● RECORDS FOR THE EXERCISE:
········
pub mod act;
pub mod compose;

use std::{collections::HashMap, sync::Arc};

use async_trait::async_trait;
use once_cell::sync::Lazy;
use serde_json::Value as JsonValue;

use crate::{
    config_error,
    core::{ActResult, RawRequest},
    gateway::Gateway,
};

/// What a route handler hands back to the embedding server
#[derive(Debug, Clone, PartialEq)]
pub enum Reply {
    /// Raw action result, to be serialized by the server
    Json(JsonValue),
    /// Rendered view
    View(String),
}

/// A configured handler the embedding server attaches to a route.
#[async_trait]
pub trait RouteHandler: Send + Sync {
    fn name(&self) -> &str;

    async fn handle(&self, gateway: &Gateway, request: Arc<RawRequest>) -> ActResult<Reply>;
}

/// Builds a handler from its route path and options
pub type HandlerCreateFn = fn(&str, JsonValue) -> ActResult<Arc<dyn RouteHandler>>;

/// Global registry mapping handler kinds to their factory functions.
static HANDLER_BUILDER_REGISTRY: Lazy<HashMap<&'static str, HandlerCreateFn>> = Lazy::new(|| {
    let arr: Vec<(&str, HandlerCreateFn)> = vec![
        (act::HANDLER_NAME, act::create_act_handler),
        (compose::HANDLER_NAME, compose::create_compose_handler),
    ];
    arr.into_iter().collect()
});

/// Creates a route handler from configuration using a factory pattern.
///
/// Looks up the handler builder in the global registry and invokes it with
/// the route path and options. Options are validated here, so a bad route
/// fails when it is declared rather than when it is first hit.
///
/// # Errors
/// Returns `Configuration` for unknown handler kinds or invalid options
pub fn build_handler(
    name: &str,
    route_path: &str,
    cfg: JsonValue,
) -> ActResult<Arc<dyn RouteHandler>> {
    let builder = HANDLER_BUILDER_REGISTRY.get(name).ok_or_else(|| {
        config_error!("Unknown handler type '{name}' ({route_path})")
    })?;
    builder(route_path, cfg)
}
········
Set apart and copy each line of the records that holds the word "HashMap".

● SOLUTION TO THIS PROBLEM:
use std::{collections::HashMap, sync::Arc};
static HANDLER_BUILDER_REGISTRY: Lazy<HashMap<&'static str, HandlerCreateFn>> = Lazy::new(|| {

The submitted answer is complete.